Top of RECORD EXCERPTS
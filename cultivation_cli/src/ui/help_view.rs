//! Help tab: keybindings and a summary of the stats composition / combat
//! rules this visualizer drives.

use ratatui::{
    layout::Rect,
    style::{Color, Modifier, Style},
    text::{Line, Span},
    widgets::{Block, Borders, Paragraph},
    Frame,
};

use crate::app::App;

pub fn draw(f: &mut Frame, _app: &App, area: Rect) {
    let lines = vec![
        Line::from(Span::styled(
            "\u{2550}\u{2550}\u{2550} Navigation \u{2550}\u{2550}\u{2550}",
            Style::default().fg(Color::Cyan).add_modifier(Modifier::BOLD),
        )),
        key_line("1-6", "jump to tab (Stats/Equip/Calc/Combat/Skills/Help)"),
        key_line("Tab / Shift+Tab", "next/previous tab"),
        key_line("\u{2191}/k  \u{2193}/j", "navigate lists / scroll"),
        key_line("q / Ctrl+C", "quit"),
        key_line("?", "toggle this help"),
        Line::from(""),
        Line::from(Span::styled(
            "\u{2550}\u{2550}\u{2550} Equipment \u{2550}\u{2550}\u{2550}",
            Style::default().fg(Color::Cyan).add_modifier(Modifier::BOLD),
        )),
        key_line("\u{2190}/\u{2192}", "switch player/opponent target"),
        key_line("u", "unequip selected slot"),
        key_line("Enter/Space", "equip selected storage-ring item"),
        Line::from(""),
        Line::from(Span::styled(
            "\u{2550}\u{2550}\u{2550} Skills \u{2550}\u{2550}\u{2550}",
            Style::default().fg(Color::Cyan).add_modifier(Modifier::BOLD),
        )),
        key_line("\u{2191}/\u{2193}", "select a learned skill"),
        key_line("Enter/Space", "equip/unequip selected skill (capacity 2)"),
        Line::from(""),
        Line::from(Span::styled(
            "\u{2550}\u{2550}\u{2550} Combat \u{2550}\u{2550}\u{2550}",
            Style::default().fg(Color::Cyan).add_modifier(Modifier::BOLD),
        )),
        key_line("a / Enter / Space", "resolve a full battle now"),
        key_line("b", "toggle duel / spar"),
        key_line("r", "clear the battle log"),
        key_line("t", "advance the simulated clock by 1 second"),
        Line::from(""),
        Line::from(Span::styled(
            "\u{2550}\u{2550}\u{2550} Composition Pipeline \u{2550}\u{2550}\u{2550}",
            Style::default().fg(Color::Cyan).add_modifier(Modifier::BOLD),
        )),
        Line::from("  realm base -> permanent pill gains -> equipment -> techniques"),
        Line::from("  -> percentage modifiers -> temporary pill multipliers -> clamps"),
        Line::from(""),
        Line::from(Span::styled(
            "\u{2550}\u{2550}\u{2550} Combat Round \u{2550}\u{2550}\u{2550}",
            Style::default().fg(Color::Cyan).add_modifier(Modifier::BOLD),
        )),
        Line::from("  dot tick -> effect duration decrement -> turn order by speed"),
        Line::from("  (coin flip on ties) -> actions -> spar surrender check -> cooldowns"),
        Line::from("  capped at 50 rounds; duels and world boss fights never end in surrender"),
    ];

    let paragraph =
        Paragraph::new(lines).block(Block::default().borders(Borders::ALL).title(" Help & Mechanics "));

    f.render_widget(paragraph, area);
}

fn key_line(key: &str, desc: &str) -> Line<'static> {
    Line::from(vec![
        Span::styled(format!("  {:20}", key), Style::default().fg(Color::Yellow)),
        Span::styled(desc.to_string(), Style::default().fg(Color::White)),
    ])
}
Bottom of RECORD EXCERPTS
PROBLEM DESCRIPTION » Write every record out again, unaltered.

TASK SOLUTION »
filename cultivation_cli/src/ui/help_view.rs
//! Help tab: keybindings and a summary of the stats composition / combat
//! rules this visualizer drives.

use ratatui::{
    layout::Rect,
    style::{Color, Modifier, Style},
    text::{Line, Span},
    widgets::{Block, Borders, Paragraph},
    Frame,
};

use crate::app::App;

pub fn draw(f: &mut Frame, _app: &App, area: Rect) {
    let lines = vec![
        Line::from(Span::styled(
            "\u{2550}\u{2550}\u{2550} Navigation \u{2550}\u{2550}\u{2550}",
            Style::default().fg(Color::Cyan).add_modifier(Modifier::BOLD),
        )),
        key_line("1-6", "jump to tab (Stats/Equip/Calc/Combat/Skills/Help)"),
        key_line("Tab / Shift+Tab", "next/previous tab"),
        key_line("\u{2191}/k  \u{2193}/j", "navigate lists / scroll"),
        key_line("q / Ctrl+C", "quit"),
        key_line("?", "toggle this help"),
        Line::from(""),
        Line::from(Span::styled(
            "\u{2550}\u{2550}\u{2550} Equipment \u{2550}\u{2550}\u{2550}",
            Style::default().fg(Color::Cyan).add_modifier(Modifier::BOLD),
        )),
        key_line("\u{2190}/\u{2192}", "switch player/opponent target"),
        key_line("u", "unequip selected slot"),
        key_line("Enter/Space", "equip selected storage-ring item"),
        Line::from(""),
        Line::from(Span::styled(
            "\u{2550}\u{2550}\u{2550} Skills \u{2550}\u{2550}\u{2550}",
            Style::default().fg(Color::Cyan).add_modifier(Modifier::BOLD),
        )),
        key_line("\u{2191}/\u{2193}", "select a learned skill"),
        key_line("Enter/Space", "equip/unequip selected skill (capacity 2)"),
        Line::from(""),
        Line::from(Span::styled(
            "\u{2550}\u{2550}\u{2550} Combat \u{2550}\u{2550}\u{2550}",
            Style::default().fg(Color::Cyan).add_modifier(Modifier::BOLD),
        )),
        key_line("a / Enter / Space", "resolve a full battle now"),
        key_line("b", "toggle duel / spar"),
        key_line("r", "clear the battle log"),
        key_line("t", "advance the simulated clock by 1 second"),
        Line::from(""),
        Line::from(Span::styled(
            "\u{2550}\u{2550}\u{2550} Composition Pipeline \u{2550}\u{2550}\u{2550}",
            Style::default().fg(Color::Cyan).add_modifier(Modifier::BOLD),
        )),
        Line::from("  realm base -> permanent pill gains -> equipment -> techniques"),
        Line::from("  -> percentage modifiers -> temporary pill multipliers -> clamps"),
        Line::from(""),
        Line::from(Span::styled(
            "\u{2550}\u{2550}\u{2550} Combat Round \u{2550}\u{2550}\u{2550}",
            Style::default().fg(Color::Cyan).add_modifier(Modifier::BOLD),
        )),
        Line::from("  dot tick -> effect duration decrement -> turn order by speed"),
        Line::from("  (coin flip on ties) -> actions -> spar surrender check -> cooldowns"),
        Line::from("  capped at 50 rounds; duels and world boss fights never end in surrender"),
    ];

    let paragraph =
        Paragraph::new(lines).block(Block::default().borders(Borders::ALL).title(" Help & Mechanics "));

    f.render_widget(paragraph, area);
}

fn key_line(key: &str, desc: &str) -> Line<'static> {
    Line::from(vec![
        Span::styled(format!("  {:20}", key), Style::default().fg(Color::Yellow)),
        Span::styled(desc.to_string(), Style::default().fg(Color::White)),
    ])
}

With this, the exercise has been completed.